**What this task involves:** Can you return the records below exactly as they stand, but only from the first line through the one with "use validator::Validate;"?

[Records drawn from a dataset]

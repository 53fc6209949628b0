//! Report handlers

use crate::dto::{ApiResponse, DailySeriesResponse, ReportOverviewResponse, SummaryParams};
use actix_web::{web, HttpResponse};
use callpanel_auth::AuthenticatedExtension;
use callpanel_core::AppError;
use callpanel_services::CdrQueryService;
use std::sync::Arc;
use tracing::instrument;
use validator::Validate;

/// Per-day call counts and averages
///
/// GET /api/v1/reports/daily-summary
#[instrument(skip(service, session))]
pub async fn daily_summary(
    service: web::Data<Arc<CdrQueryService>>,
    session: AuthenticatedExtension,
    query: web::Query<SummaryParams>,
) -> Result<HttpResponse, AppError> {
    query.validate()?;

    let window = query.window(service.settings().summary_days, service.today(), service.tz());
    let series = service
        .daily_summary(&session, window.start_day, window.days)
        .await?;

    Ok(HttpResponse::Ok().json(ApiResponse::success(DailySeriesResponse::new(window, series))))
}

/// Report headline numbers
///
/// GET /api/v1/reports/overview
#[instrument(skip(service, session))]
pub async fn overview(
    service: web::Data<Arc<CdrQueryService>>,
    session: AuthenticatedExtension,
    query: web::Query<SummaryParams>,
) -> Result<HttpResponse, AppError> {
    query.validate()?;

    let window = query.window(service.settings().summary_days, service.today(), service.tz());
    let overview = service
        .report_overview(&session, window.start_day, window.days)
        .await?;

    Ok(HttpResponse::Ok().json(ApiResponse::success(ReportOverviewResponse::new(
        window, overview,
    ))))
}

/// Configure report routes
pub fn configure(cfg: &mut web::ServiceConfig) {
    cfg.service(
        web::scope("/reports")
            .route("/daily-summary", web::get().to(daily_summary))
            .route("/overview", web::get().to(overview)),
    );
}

**Your solution:**
repository 53fc6209949628b0
//! Report handlers

use crate::dto::{ApiResponse, DailySeriesResponse, ReportOverviewResponse, SummaryParams};
use actix_web::{web, HttpResponse};
use callpanel_auth::AuthenticatedExtension;
use callpanel_core::AppError;
use callpanel_services::CdrQueryService;
use std::sync::Arc;
use tracing::instrument;
use validator::Validate;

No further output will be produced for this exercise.